→ WORK ITEM:
Look for the word "StillBuilding" in the data below, and copy every line that holds it.

----- RECORDS TO USE -----

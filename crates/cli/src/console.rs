//! Human-readable narration on stdout.
//!
//! Purely advisory: nothing here feeds back into the run. Structured logs are
//! emitted separately by the `tracing` instrumentation in each crate.

use monitor::{MonitorEvent, MonitorObserver, MonitorReport};
use pipeline::{JobEndpoint, PushEvent, TriggerOutcome, UnresolvedCause};

/// Renders the summary lines of a push event.
pub fn event_summary(event: &PushEvent) -> Vec<String> {
    let head = event.head_commit();
    vec![
        format!("  Repository: {}", event.repository().full_name),
        format!("  Branch:     {}", event.branch_name()),
        format!("  Commit:     {}", head.id),
        format!("  Message:    {}", head.message),
        format!("  Author:     {}", event.pusher().name),
        format!("  Changes:    {} file(s)", head.changed_path_count()),
    ]
}

/// Renders one monitor event, or `None` for events not worth a line.
pub fn describe(event: MonitorEvent<'_>) -> Option<String> {
    let line = match event {
        MonitorEvent::Triggering => "Triggering pipeline...".to_owned(),
        MonitorEvent::Triggered(ack) => match ack.queue_item {
            Some(item) => format!("Job triggered (HTTP {}, queue item {item})", ack.http_status),
            None => format!("Job triggered (HTTP {})", ack.http_status),
        },
        MonitorEvent::TriggerFailed(error) => format!("Failed to trigger job: {error}"),
        MonitorEvent::Settling(delay) if delay.is_zero() => return None,
        MonitorEvent::Settling(delay) => {
            format!("Waiting {:.1}s for the build to register...", delay.as_secs_f64())
        }
        MonitorEvent::Polling {
            attempt,
            max_attempts,
        } => format!("Checking pipeline status ({attempt}/{max_attempts})..."),
        MonitorEvent::PollInconclusive { error, .. } => {
            format!("Could not read pipeline status: {error}")
        }
        MonitorEvent::StillBuilding { status, .. } => match status.number {
            Some(n) => format!("Build #{n} is currently running..."),
            None => "Build is currently running...".to_owned(),
        },
        MonitorEvent::BuildFinished { status, .. } => {
            let number = status
                .number
                .map_or_else(|| "?".to_owned(), |n| n.to_string());
            format!("Build #{number} completed with status: {}", status.result)
        }
        MonitorEvent::Waiting(_) => "Waiting for pipeline to complete...".to_owned(),
        MonitorEvent::Finished(_) => return None,
    };
    Some(line)
}

/// Renders the final verdict of a run.
pub fn outcome_line(outcome: &TriggerOutcome) -> String {
    match outcome {
        TriggerOutcome::Succeeded { .. } => "Pipeline completed successfully!".to_owned(),
        TriggerOutcome::Failed { .. } => "Pipeline failed!".to_owned(),
        TriggerOutcome::Unresolved {
            cause: UnresolvedCause::UnrecognisedResult { result, .. },
        } => format!("Pipeline completed with status: {result}"),
        TriggerOutcome::Unresolved {
            cause: UnresolvedCause::BudgetExhausted { .. },
        } => "Pipeline still not finished; stopped polling.".to_owned(),
        TriggerOutcome::TriggerFailed { .. } => "Pipeline trigger failed. Exiting...".to_owned(),
    }
}

/// Observer that prints each monitor event as it happens.
#[derive(Debug, Default, Clone, Copy)]
pub struct ConsoleNarrator;

impl MonitorObserver for ConsoleNarrator {
    fn notify(&self, event: MonitorEvent<'_>) {
        if let Some(line) = describe(event) {
            println!("{line}");
        }
    }
}

pub fn print_event(event: &PushEvent) {
    println!("Simulating git push event...");
    for line in event_summary(event) {
        println!("{line}");
    }
}

pub fn print_report(report: &MonitorReport, endpoint: &JobEndpoint) {
    println!("{}", outcome_line(&report.outcome));
    if report.outcome.was_triggered() {
        println!("Status checks: {}", report.poll_attempts);
    }
    println!("Job: {endpoint}");
}

#[cfg(test)]
mod tests {
    use std::time::Duration;

    use pipeline::{build_push_event, BuildNumber, BuildStatus, JobError, TriggerAck};

    use super::*;

    #[test]
    fn summary_lists_the_head_commit() {
        let lines = event_summary(&build_push_event());
        assert_eq!(lines[0], "  Repository: Navpan18/ShopSphere");
        assert_eq!(lines[1], "  Branch:     main");
        assert_eq!(lines[2], "  Commit:     def456new");
        assert_eq!(lines[4], "  Author:     developer");
        assert_eq!(lines[5], "  Changes:    3 file(s)");
    }

    #[test]
    fn describes_progress_events() {
        let ack = TriggerAck {
            http_status: 201,
            queue_item: None,
        };
        assert_eq!(
            describe(MonitorEvent::Triggered(&ack)).as_deref(),
            Some("Job triggered (HTTP 201)")
        );

        let running = BuildStatus::from_parts(Some(42), None, true);
        assert_eq!(
            describe(MonitorEvent::StillBuilding {
                attempt: 1,
                status: &running
            })
            .as_deref(),
            Some("Build #42 is currently running...")
        );

        let done = BuildStatus::from_parts(Some(42), Some("FAILURE"), false);
        assert_eq!(
            describe(MonitorEvent::BuildFinished {
                attempt: 2,
                status: &done
            })
            .as_deref(),
            Some("Build #42 completed with status: FAILURE")
        );

        let error = JobError::Rejected { status: 401 };
        assert_eq!(
            describe(MonitorEvent::TriggerFailed(&error)).as_deref(),
            Some("Failed to trigger job: server rejected the request with HTTP 401")
        );
    }

    #[test]
    fn zero_delays_and_the_finish_event_are_silent() {
        assert_eq!(describe(MonitorEvent::Settling(Duration::ZERO)), None);
        let outcome = TriggerOutcome::Succeeded { build: None };
        assert_eq!(describe(MonitorEvent::Finished(&outcome)), None);
    }

    #[test]
    fn outcome_lines_keep_unresolved_distinct() {
        assert_eq!(
            outcome_line(&TriggerOutcome::Failed {
                build: Some(BuildNumber::new(42))
            }),
            "Pipeline failed!"
        );
        assert_eq!(
            outcome_line(&TriggerOutcome::Unresolved {
                cause: UnresolvedCause::BudgetExhausted { last_status: None }
            }),
            "Pipeline still not finished; stopped polling."
        );
    }
}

-----

→ WRITTEN SOLUTION:
        MonitorEvent::StillBuilding { status, .. } => match status.number {
            describe(MonitorEvent::StillBuilding {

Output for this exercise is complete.